A novel combination of theoretical analysis and data-driven method for reconstruction of structural defects

Ultrasonic guided wave technology has played a significant role in the field of non-destructive testing as it employs acoustic waves that have advantages of high propagation efficiency and low energy consumption during the inspect process. However, theoretical solutions to guided wave scattering problems using assumptions such as Born approximation, have led to the poor quality of the reconstructed results. To address this issue, a novel approach to quantitative reconstruction of defects using the integration of data-driven method with the guided wave scattering analysis has been proposed in this paper.
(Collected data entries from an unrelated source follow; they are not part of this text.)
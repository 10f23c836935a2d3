// ============================================================================
// objekt - Reactive Collections
// The observable container and its iteration surface
// ============================================================================
//
// A container wraps either a sequence or a mapping. It reacts to its own
// top-level keys only; nested objects are plain values and are compared
// structurally when a key is rewritten.
// ============================================================================

mod container;

pub use container::{
    ChangeHandler, ContainerKind, ContainerOptions, Entries, ReactiveContainer, Seed,
    WeakContainer,
};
Based on the geometrical information of defects and initial results by the theoretical analysis of defect reconstructions, a deep learning neural network model is built to reveal the physical relationship between defects and the received signals. This data-driven model is then applied to quantitatively assess and characterize defect profiles in structures, reduce the inaccuracy of the theoretical modelling and eliminate the impact of noise pollution in the process of inspection. To demonstrate advantages of the developed approach to reconstructions of defects with complex profiles, numerical examples including basic defect profiles and a defect with the noisy fringe have been examined. Results show that this approach has greater accuracy for reconstruction of defects in structures as compared with the analytical method and provides a valuable insight into the development of artificial intelligence-assisted inspection systems with high accuracy and efficiency in the field of non-destructive testing.